■ Available data
·····
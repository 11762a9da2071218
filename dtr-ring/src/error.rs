use thiserror::Error;

/// Errors surfaced by the ring core.
#[derive(Debug, Clone, PartialEq, Eq, Error)]
pub enum RingError {
    #[error("queue full")]
    QueueFull,
    #[error("payload too large: {0} bytes")]
    PayloadTooLarge(usize),
    #[error("protocol not running")]
    NotRunning,
    #[error("protocol already running")]
    AlreadyRunning,
    #[error("topology exceeds the maximum ring size: {0} peers")]
    TopologyTooLarge(usize),
}
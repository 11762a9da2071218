//! Test support: a simulated broadcast channel and the radios attached
//! to it.

pub mod hub;

pub use hub::{SimulatedRadio, VirtualRadioHub, WireRecord};
//! The host-facing node object: public API plus the engine task.

use crate::adapter::RadioAdapter;
use crate::Radio;
use dtr_proto::constants::{
    MAX_PAYLOAD_SIZE, RX_DATA_QUEUE_SIZE, RX_SRV_QUEUE_SIZE, TX_DATA_QUEUE_SIZE,
};
use dtr_proto::time::{SystemTimeProvider, TimeProvider};
use dtr_proto::{MessageType, Packet};
use dtr_ring::{PacketQueue, RadioInfo, RingConfig, RingEngine, RingError, Topology};
use parking_lot::Mutex;
use std::sync::Arc;
use std::thread::JoinHandle;
use std::time::Duration;
use tracing::{debug, warn};

struct Running<R: Radio> {
    adapter: Arc<RadioAdapter<R>>,
    rx_srv: Arc<PacketQueue>,
    tx_data: Arc<PacketQueue>,
    rx_data: Arc<PacketQueue>,
    engine_task: JoinHandle<()>,
}

/// One DTR peer bound to a broadcast radio.
///
/// Construct once per device; `enable_protocol` brings the ring up and
/// `disable_protocol` tears it down again. All methods are safe to call
/// from any thread.
pub struct DtrNode<R: Radio> {
    radio: Arc<R>,
    node_id: u8,
    config: RingConfig,
    time: Arc<dyn TimeProvider>,
    info: Arc<RadioInfo>,
    running: Mutex<Option<Running<R>>>,
}

impl<R: Radio + 'static> DtrNode<R> {
    pub fn new(radio: Arc<R>) -> DtrNode<R> {
        Self::with_config(radio, RingConfig::default())
    }

    pub fn with_config(radio: Arc<R>, config: RingConfig) -> DtrNode<R> {
        Self::with_time_provider(radio, config, Arc::new(SystemTimeProvider))
    }

    pub fn with_time_provider(
        radio: Arc<R>,
        config: RingConfig,
        time: Arc<dyn TimeProvider>,
    ) -> DtrNode<R> {
        let node_id = (radio.local_address() & 0xff) as u8;
        DtrNode {
            radio,
            node_id,
            config,
            time,
            info: Arc::new(RadioInfo::new(node_id)),
            running: Mutex::new(None),
        }
    }

    /// The ring ID of this device, derived from its radio address.
    pub fn self_id(&self) -> u8 {
        self.node_id
    }

    /// Brings the protocol up. With a topology the node starts in steady
    /// state (and, as the first member, opens the ring); without one it
    /// enters the discovery handshake.
    pub fn enable_protocol(&self, topology: Option<Topology>) -> Result<(), RingError> {
        let mut running = self.running.lock();
        if running.is_some() {
            return Err(RingError::AlreadyRunning);
        }

        let tx_data = Arc::new(PacketQueue::new(TX_DATA_QUEUE_SIZE));
        let rx_srv = Arc::new(PacketQueue::new(RX_SRV_QUEUE_SIZE));
        let rx_data = Arc::new(PacketQueue::new(RX_DATA_QUEUE_SIZE));
        let adapter = Arc::new(RadioAdapter::new(self.radio.clone(), rx_srv.clone()));

        let engine = RingEngine::new(
            self.node_id,
            topology,
            self.config.clone(),
            tx_data.clone(),
            rx_data.clone(),
            self.info.clone(),
            self.time.now_instant(),
        );

        let engine_task = {
            let adapter = adapter.clone();
            let rx_srv = rx_srv.clone();
            let time = self.time.clone();
            std::thread::Builder::new()
                .name(format!("dtr-engine-{}", self.node_id))
                .spawn(move || run_engine(engine, rx_srv, adapter, time))
                .expect("failed to spawn engine task")
        };

        debug!(node_id = self.node_id, "protocol enabled");
        *running = Some(Running {
            adapter,
            rx_srv,
            tx_data,
            rx_data,
            engine_task,
        });
        Ok(())
    }

    /// Stops the engine task, then drains every queue.
    pub fn disable_protocol(&self) -> Result<(), RingError> {
        let running = self.running.lock().take().ok_or(RingError::NotRunning)?;

        running.rx_srv.close();
        if running.engine_task.join().is_err() {
            warn!(node_id = self.node_id, "engine task panicked");
        }
        running.tx_data.close();
        running.rx_data.close();
        running.tx_data.drain();
        running.rx_data.drain();
        running.rx_srv.drain();
        debug!(node_id = self.node_id, "protocol disabled");
        Ok(())
    }

    pub fn is_enabled(&self) -> bool {
        self.running.lock().is_some()
    }

    /// Enqueues application data for transmission on the next token
    /// hold. The packet's type and source are overwritten; its target
    /// may be a peer ID or the broadcast address.
    pub fn send_packet(&self, mut packet: Packet) -> Result<(), RingError> {
        if packet.data.len() > MAX_PAYLOAD_SIZE {
            return Err(RingError::PayloadTooLarge(packet.data.len()));
        }
        packet.message_type = MessageType::Data;
        packet.source_id = self.node_id;

        let tx_data = {
            let running = self.running.lock();
            match running.as_ref() {
                Some(running) => running.tx_data.clone(),
                None => return Err(RingError::NotRunning),
            }
        };

        tx_data.put(packet).map_err(|err| {
            if err == RingError::QueueFull {
                self.info.record_tx_queue_full();
            }
            err
        })
    }

    /// Blocks until an acknowledged data frame arrives, up to `timeout`.
    pub fn get_packet(&self, timeout: Duration) -> Option<Packet> {
        let rx_data = {
            let running = self.running.lock();
            running.as_ref()?.rx_data.clone()
        };
        rx_data.get(timeout)
    }

    /// Host inbound callback: feed every received broadcast frame here.
    pub fn on_radio_frame(&self, frame: &[u8]) {
        let adapter = {
            let running = self.running.lock();
            match running.as_ref() {
                Some(running) => running.adapter.clone(),
                None => return,
            }
        };
        adapter.on_radio_frame(frame);
    }

    pub fn radio_info(&self) -> dtr_ring::RadioInfoSnapshot {
        self.info.snapshot()
    }

    pub fn reset_radio_info(&self) {
        self.info.reset();
    }

    /// Telemetry: the engine's receiver state as its wire value.
    pub fn rx_state(&self) -> u8 {
        self.info.rx_state()
    }

    /// Telemetry: the engine's transmitter state as its wire value.
    pub fn tx_state(&self) -> u8 {
        self.info.tx_state()
    }
}

/// The engine task: blocks on RX-SRV, bounded by the next timer
/// deadline, and broadcasts whatever the engine decides.
fn run_engine<R: Radio>(
    mut engine: RingEngine,
    rx_srv: Arc<PacketQueue>,
    adapter: Arc<RadioAdapter<R>>,
    time: Arc<dyn TimeProvider>,
) {
    let now = time.now_instant();
    for packet in engine.start(now) {
        adapter.send(&packet);
    }

    loop {
        let now = time.now_instant();
        let wait = engine.next_wakeup(now).saturating_duration_since(now);

        match rx_srv.get(wait) {
            Some(packet) => {
                for out in engine.handle_frame(packet, time.now_instant()) {
                    adapter.send(&out);
                }
            }
            None => {
                if rx_srv.is_closed() {
                    break;
                }
                for out in engine.poll(time.now_instant()) {
                    adapter.send(&out);
                }
            }
        }
    }
}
·····
■ Your assignment
An exact transcription of the data above is required.

■ Response
repository 11762a9da2071218
filename dtr-ring/src/error.rs
use thiserror::Error;

/// Errors surfaced by the ring core.
#[derive(Debug, Clone, PartialEq, Eq, Error)]
pub enum RingError {
    #[error("queue full")]
    QueueFull,
    #[error("payload too large: {0} bytes")]
    PayloadTooLarge(usize),
    #[error("protocol not running")]
    NotRunning,
    #[error("protocol already running")]
    AlreadyRunning,
    #[error("topology exceeds the maximum ring size: {0} peers")]
    TopologyTooLarge(usize),
}
repository 11762a9da2071218
//! Test support: a simulated broadcast channel and the radios attached
//! to it.

pub mod hub;

pub use hub::{SimulatedRadio, VirtualRadioHub, WireRecord};
//! The host-facing node object: public API plus the engine task.

use crate::adapter::RadioAdapter;
use crate::Radio;
use dtr_proto::constants::{
    MAX_PAYLOAD_SIZE, RX_DATA_QUEUE_SIZE, RX_SRV_QUEUE_SIZE, TX_DATA_QUEUE_SIZE,
};
use dtr_proto::time::{SystemTimeProvider, TimeProvider};
use dtr_proto::{MessageType, Packet};
use dtr_ring::{PacketQueue, RadioInfo, RingConfig, RingEngine, RingError, Topology};
use parking_lot::Mutex;
use std::sync::Arc;
use std::thread::JoinHandle;
use std::time::Duration;
use tracing::{debug, warn};

struct Running<R: Radio> {
    adapter: Arc<RadioAdapter<R>>,
    rx_srv: Arc<PacketQueue>,
    tx_data: Arc<PacketQueue>,
    rx_data: Arc<PacketQueue>,
    engine_task: JoinHandle<()>,
}

/// One DTR peer bound to a broadcast radio.
///
/// Construct once per device; `enable_protocol` brings the ring up and
/// `disable_protocol` tears it down again. All methods are safe to call
/// from any thread.
pub struct DtrNode<R: Radio> {
    radio: Arc<R>,
    node_id: u8,
    config: RingConfig,
    time: Arc<dyn TimeProvider>,
    info: Arc<RadioInfo>,
    running: Mutex<Option<Running<R>>>,
}

impl<R: Radio + 'static> DtrNode<R> {
    pub fn new(radio: Arc<R>) -> DtrNode<R> {
        Self::with_config(radio, RingConfig::default())
    }

    pub fn with_config(radio: Arc<R>, config: RingConfig) -> DtrNode<R> {
        Self::with_time_provider(radio, config, Arc::new(SystemTimeProvider))
    }

    pub fn with_time_provider(
        radio: Arc<R>,
        config: RingConfig,
        time: Arc<dyn TimeProvider>,
    ) -> DtrNode<R> {
        let node_id = (radio.local_address() & 0xff) as u8;
        DtrNode {
            radio,
            node_id,
            config,
            time,
            info: Arc::new(RadioInfo::new(node_id)),
            running: Mutex::new(None),
        }
    }

    /// The ring ID of this device, derived from its radio address.
    pub fn self_id(&self) -> u8 {
        self.node_id
    }

    /// Brings the protocol up. With a topology the node starts in steady
    /// state (and, as the first member, opens the ring); without one it
    /// enters the discovery handshake.
    pub fn enable_protocol(&self, topology: Option<Topology>) -> Result<(), RingError> {
        let mut running = self.running.lock();
        if running.is_some() {
            return Err(RingError::AlreadyRunning);
        }

        let tx_data = Arc::new(PacketQueue::new(TX_DATA_QUEUE_SIZE));
        let rx_srv = Arc::new(PacketQueue::new(RX_SRV_QUEUE_SIZE));
        let rx_data = Arc::new(PacketQueue::new(RX_DATA_QUEUE_SIZE));
        let adapter = Arc::new(RadioAdapter::new(self.radio.clone(), rx_srv.clone()));

        let engine = RingEngine::new(
            self.node_id,
            topology,
            self.config.clone(),
            tx_data.clone(),
            rx_data.clone(),
            self.info.clone(),
            self.time.now_instant(),
        );

        let engine_task = {
            let adapter = adapter.clone();
            let rx_srv = rx_srv.clone();
            let time = self.time.clone();
            std::thread::Builder::new()
                .name(format!("dtr-engine-{}", self.node_id))
                .spawn(move || run_engine(engine, rx_srv, adapter, time))
                .expect("failed to spawn engine task")
        };

        debug!(node_id = self.node_id, "protocol enabled");
        *running = Some(Running {
            adapter,
            rx_srv,
            tx_data,
            rx_data,
            engine_task,
        });
        Ok(())
    }

    /// Stops the engine task, then drains every queue.
    pub fn disable_protocol(&self) -> Result<(), RingError> {
        let running = self.running.lock().take().ok_or(RingError::NotRunning)?;

        running.rx_srv.close();
        if running.engine_task.join().is_err() {
            warn!(node_id = self.node_id, "engine task panicked");
        }
        running.tx_data.close();
        running.rx_data.close();
        running.tx_data.drain();
        running.rx_data.drain();
        running.rx_srv.drain();
        debug!(node_id = self.node_id, "protocol disabled");
        Ok(())
    }

    pub fn is_enabled(&self) -> bool {
        self.running.lock().is_some()
    }

    /// Enqueues application data for transmission on the next token
    /// hold. The packet's type and source are overwritten; its target
    /// may be a peer ID or the broadcast address.
    pub fn send_packet(&self, mut packet: Packet) -> Result<(), RingError> {
        if packet.data.len() > MAX_PAYLOAD_SIZE {
            return Err(RingError::PayloadTooLarge(packet.data.len()));
        }
        packet.message_type = MessageType::Data;
        packet.source_id = self.node_id;

        let tx_data = {
            let running = self.running.lock();
            match running.as_ref() {
                Some(running) => running.tx_data.clone(),
                None => return Err(RingError::NotRunning),
            }
        };

        tx_data.put(packet).map_err(|err| {
            if err == RingError::QueueFull {
                self.info.record_tx_queue_full();
            }
            err
        })
    }

    /// Blocks until an acknowledged data frame arrives, up to `timeout`.
    pub fn get_packet(&self, timeout: Duration) -> Option<Packet> {
        let rx_data = {
            let running = self.running.lock();
            running.as_ref()?.rx_data.clone()
        };
        rx_data.get(timeout)
    }

    /// Host inbound callback: feed every received broadcast frame here.
    pub fn on_radio_frame(&self, frame: &[u8]) {
        let adapter = {
            let running = self.running.lock();
            match running.as_ref() {
                Some(running) => running.adapter.clone(),
                None => return,
            }
        };
        adapter.on_radio_frame(frame);
    }

    pub fn radio_info(&self) -> dtr_ring::RadioInfoSnapshot {
        self.info.snapshot()
    }

    pub fn reset_radio_info(&self) {
        self.info.reset();
    }

    /// Telemetry: the engine's receiver state as its wire value.
    pub fn rx_state(&self) -> u8 {
        self.info.rx_state()
    }

    /// Telemetry: the engine's transmitter state as its wire value.
    pub fn tx_state(&self) -> u8 {
        self.info.tx_state()
    }
}

/// The engine task: blocks on RX-SRV, bounded by the next timer
/// deadline, and broadcasts whatever the engine decides.
fn run_engine<R: Radio>(
    mut engine: RingEngine,
    rx_srv: Arc<PacketQueue>,
    adapter: Arc<RadioAdapter<R>>,
    time: Arc<dyn TimeProvider>,
) {
    let now = time.now_instant();
    for packet in engine.start(now) {
        adapter.send(&packet);
    }

    loop {
        let now = time.now_instant();
        let wait = engine.next_wakeup(now).saturating_duration_since(now);

        match rx_srv.get(wait) {
            Some(packet) => {
                for out in engine.handle_frame(packet, time.now_instant()) {
                    adapter.send(&out);
                }
            }
            None => {
                if rx_srv.is_closed() {
                    break;
                }
                for out in engine.poll(time.now_instant()) {
                    adapter.send(&out);
                }
            }
        }
    }
}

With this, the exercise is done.